Summer Trip to India
1 Sep 2015
In the first two weeks of July, 23 students and three teachers travelled to India to volunteer within the Tibetan refugee communities of Mcleod Ganj and Dharamsala. Organized by Daniel Mclean, the trip aimed to give students the chance to meet and work with Tibetans, as well as introducing them to Tibetan Buddhism, history and culture. The trip was a great success, packed with opportunities for Ardingly students to meet and learn from a broad variety of people, including children and adults, monks and laypeople, Tibetans and Indians.
The trip began in Delhi, where the group was met by two excellent leaders from Gapforce, Stefan Ivanovic and Charlie Nutland. After a whistle-stop tour of Delhi’s sites, including the beautiful Qutb Minar, the group travelled to Agra to see the majestic Taj Mahal at sunset, and Agra Fort at sunrise.
Following a seventeen-hour coach journey through the Punjab, we arrived in Mcleod Ganj, and the volunteering began.
Students had the opportunity to teach conversational language in a school run by ‘Tibet Charity’, working with refugee adults and teenagers.

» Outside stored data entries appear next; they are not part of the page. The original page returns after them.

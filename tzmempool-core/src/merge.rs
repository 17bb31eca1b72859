//! Merge-sort of per-kind operation pages into per-block operation sets.
//!
//! During catch-up every tracked kind is paginated independently. The
//! [`MergeQueue`] keeps one buffer per kind and only releases the globally
//! lowest-level item once every unfinished kind has something buffered, so
//! items come out in ascending level order across all kinds. The
//! [`BlockAccumulator`] groups consecutive same-level items into one
//! [`BlockOperations`].

use std::collections::{BTreeMap, VecDeque};

use crate::error::{CoreError, Result};
use crate::operation::{ConfirmedOperation, OperationKind};

/// One page fetched for one kind.
#[derive(Debug, Clone, Default)]
pub struct OperationsPage {
    /// Well-formed operations of the page
    pub operations: Vec<ConfirmedOperation>,
    /// Number of raw items returned, malformed ones included
    pub fetched: usize,
    /// Id of the last raw item, used as the next cursor
    pub last_id: Option<u64>,
}

#[derive(Debug)]
struct SyncTable {
    kind: OperationKind,
    last_id: Option<u64>,
    finished: bool,
    items: VecDeque<ConfirmedOperation>,
}

impl SyncTable {
    fn head_level(&self) -> Option<u64> {
        self.items.front().map(|op| op.level)
    }
}

/// Per-kind buffers merged by level.
#[derive(Debug)]
pub struct MergeQueue {
    tables: Vec<SyncTable>,
    page_size: usize,
}

impl MergeQueue {
    /// Create a queue over the given kinds.
    pub fn new(kinds: &[OperationKind], page_size: usize) -> Result<Self> {
        if kinds.is_empty() {
            return Err(CoreError::Config("at least one operation kind is required".into()));
        }
        if page_size == 0 {
            return Err(CoreError::Config("page size must be positive".into()));
        }
        let tables = kinds
            .iter()
            .map(|&kind| SyncTable {
                kind,
                last_id: None,
                finished: false,
                items: VecDeque::new(),
            })
            .collect();
        Ok(Self { tables, page_size })
    }

    /// Page size used to detect the last page.
    pub fn page_size(&self) -> usize {
        self.page_size
    }

    /// Kinds that must be fetched before anything else can be drained, with their cursors.
    pub fn pending_fetches(&self) -> Vec<(OperationKind, Option<u64>)> {
        self.tables
            .iter()
            .filter(|t| !t.finished && t.items.is_empty())
            .map(|t| (t.kind, t.last_id))
            .collect()
    }

    /// Buffer a fetched page.
    pub fn push_page(&mut self, kind: OperationKind, page: OperationsPage) {
        let page_size = self.page_size;
        let Some(table) = self.tables.iter_mut().find(|t| t.kind == kind) else {
            return;
        };

        // Without an id there is no way to ask for the next page.
        table.finished = page.fetched < page_size || page.last_id.is_none();
        if page.last_id.is_some() {
            table.last_id = page.last_id;
        }

        let mut operations = page.operations;
        operations.sort_by_key(|op| (op.level, op.id));
        table.items.extend(operations);
    }

    /// Pop the lowest-level buffered item.
    ///
    /// Returns `None` when a fetch is required first or everything is drained.
    pub fn pop_lowest(&mut self) -> Option<ConfirmedOperation> {
        if self.tables.iter().any(|t| !t.finished && t.items.is_empty()) {
            return None;
        }

        self.tables.sort_by(|a, b| {
            let (a_has, b_has) = (!a.items.is_empty(), !b.items.is_empty());
            b_has
                .cmp(&a_has)
                .then_with(|| a.head_level().cmp(&b.head_level()))
                .then_with(|| a.finished.cmp(&b.finished))
        });

        self.tables.first_mut()?.items.pop_front()
    }

    /// All kinds finished and all buffers empty.
    pub fn is_drained(&self) -> bool {
        self.tables.iter().all(|t| t.finished && t.items.is_empty())
    }
}

/// Operations confirmed in one block, deduplicated by hash.
#[derive(Debug, Clone, PartialEq, Eq)]
pub struct BlockOperations {
    pub level: u64,
    /// Block hash
    pub block: String,
    /// Operation hash -> first record seen for each kind
    pub operations: BTreeMap<String, BTreeMap<OperationKind, ConfirmedOperation>>,
}

impl BlockOperations {
    /// Start a block from its first operation.
    pub fn new(first: ConfirmedOperation) -> Self {
        let mut block = Self {
            level: first.level,
            block: first.block.clone(),
            operations: BTreeMap::new(),
        };
        block.insert(first);
        block
    }

    /// Add an operation of the same level; duplicates are ignored.
    pub fn insert(&mut self, operation: ConfirmedOperation) {
        self.operations
            .entry(operation.hash.clone())
            .or_default()
            .entry(operation.kind)
            .or_insert(operation);
    }

    /// Number of distinct operation hashes.
    pub fn len(&self) -> usize {
        self.operations.len()
    }

    /// Check if the block holds no operations.
    pub fn is_empty(&self) -> bool {
        self.operations.is_empty()
    }

    /// Every per-kind record of the block.
    pub fn records(&self) -> impl Iterator<Item = &ConfirmedOperation> {
        self.operations.values().flat_map(|by_kind| by_kind.values())
    }
}

/// Groups a level-ordered stream of operations into blocks.
#[derive(Debug, Default)]
pub struct BlockAccumulator {
    current: Option<BlockOperations>,
}

impl BlockAccumulator {
    /// Create an empty accumulator.
    pub fn new() -> Self {
        Self::default()
    }

    /// Add the next operation; returns the previous block once the level changes.
    pub fn push(&mut self, operation: ConfirmedOperation) -> Option<BlockOperations> {
        if let Some(block) = self.current.as_mut() {
            if block.level == operation.level {
                block.insert(operation);
                return None;
            }
        }
        self.current.replace(BlockOperations::new(operation))
    }

    /// Take the partially accumulated block, if any.
    pub fn flush(&mut self) -> Option<BlockOperations> {
        self.current.take()
    }
}

#[cfg(test)]
mod tests {
    use super::*;

    fn op(id: u64, hash: &str, level: u64, kind: OperationKind) -> ConfirmedOperation {
        ConfirmedOperation {
            id,
            hash: hash.to_string(),
            level,
            block: format!("B{level}"),
            kind,
            sender: None,
            target: None,
        }
    }

    #[test]
    fn test_empty_kinds_rejected() {
        assert!(matches!(MergeQueue::new(&[], 10), Err(CoreError::Config(_))));
    }

    #[test]
    fn test_pop_waits_for_unfetched_kind() {
        let mut queue =
            MergeQueue::new(&[OperationKind::Transaction, OperationKind::Reveal], 10).unwrap();
        assert_eq!(queue.pending_fetches().len(), 2);

        queue.push_page(
            OperationKind::Transaction,
            OperationsPage {
                operations: vec![op(1, "oo1", 5, OperationKind::Transaction)],
                fetched: 1,
                last_id: Some(1),
            },
        );
        assert!(queue.pop_lowest().is_none());
        assert_eq!(queue.pending_fetches(), vec![(OperationKind::Reveal, None)]);
    }

    #[test]
    fn test_full_page_keeps_cursor() {
        let mut queue = MergeQueue::new(&[OperationKind::Transaction], 2).unwrap();
        queue.push_page(
            OperationKind::Transaction,
            OperationsPage {
                operations: vec![
                    op(7, "oo1", 5, OperationKind::Transaction),
                    op(8, "oo2", 5, OperationKind::Transaction),
                ],
                fetched: 2,
                last_id: Some(8),
            },
        );
        assert!(queue.pop_lowest().is_some());
        assert!(queue.pop_lowest().is_some());
        assert_eq!(
            queue.pending_fetches(),
            vec![(OperationKind::Transaction, Some(8))]
        );
        assert!(!queue.is_drained());
    }

    #[test]
    fn test_accumulator_flushes_on_level_change() {
        let mut acc = BlockAccumulator::new();
        assert!(acc.push(op(1, "oo1", 5, OperationKind::Transaction)).is_none());
        assert!(acc.push(op(2, "oo1", 5, OperationKind::Reveal)).is_none());
        let flushed = acc.push(op(3, "oo2", 6, OperationKind::Transaction)).unwrap();

        assert_eq!(flushed.level, 5);
        assert_eq!(flushed.len(), 1);
        assert_eq!(flushed.records().count(), 2);
        assert_eq!(acc.flush().unwrap().level, 6);
        assert!(acc.flush().is_none());
    }
}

Everyone was blown away by the courage and fortitude of the people we met, all of whom had made the three-week journey from Tibet to India on foot across the Himalayas in the last twelve months to claim their refugee status. Learning English is regarded as an important part of building a new life in India.
The second volunteer project was based in Dharamsala and involved spending time playing and learning with infants and young children at a local school. Ardingly students were welcomed very warmly by teachers and students alike, and formed really special bonds with these local children very quickly. It was hard to decide who was the saddest to say goodbye at the end of our time there, and I think everyone would agree that we could have happily stayed for several more weeks!
Other aspects of this extraordinary trip included attending conversation classes with the junior monks of the Dalai Lama, visiting local elderly people alongside a team of district nurses, trekking through rice paddies, witnessing a whole-community Buddhist prayer service, and seeing behind the scenes at a local animal shelter. Students also had the chance to learn Tibetan cooking, Indian cooking, and making recycled paper. They also got to witness India's religious plurality, visiting a Buddhist monastery as well as a modern Hindu temple and an ancient mosque.
India is a complicated country which can be difficult to travel in, and the lives of Tibetan refugees are very far removed from the experiences of anyone who attended the trip from Ardingly. It is therefore all the more inspiring that so many strong bonds were built between our students and the people they met, so much understanding fostered and commonality discovered. Some of the students even have monks from the Dalai Lama’s temple as friends on Facebook!
All the students, as well as Mr Mclean, Miss Grover and Miss Allen, discovered something about the world and their place in it on this trip: a genuinely exceptional experience and an unforgettable two weeks.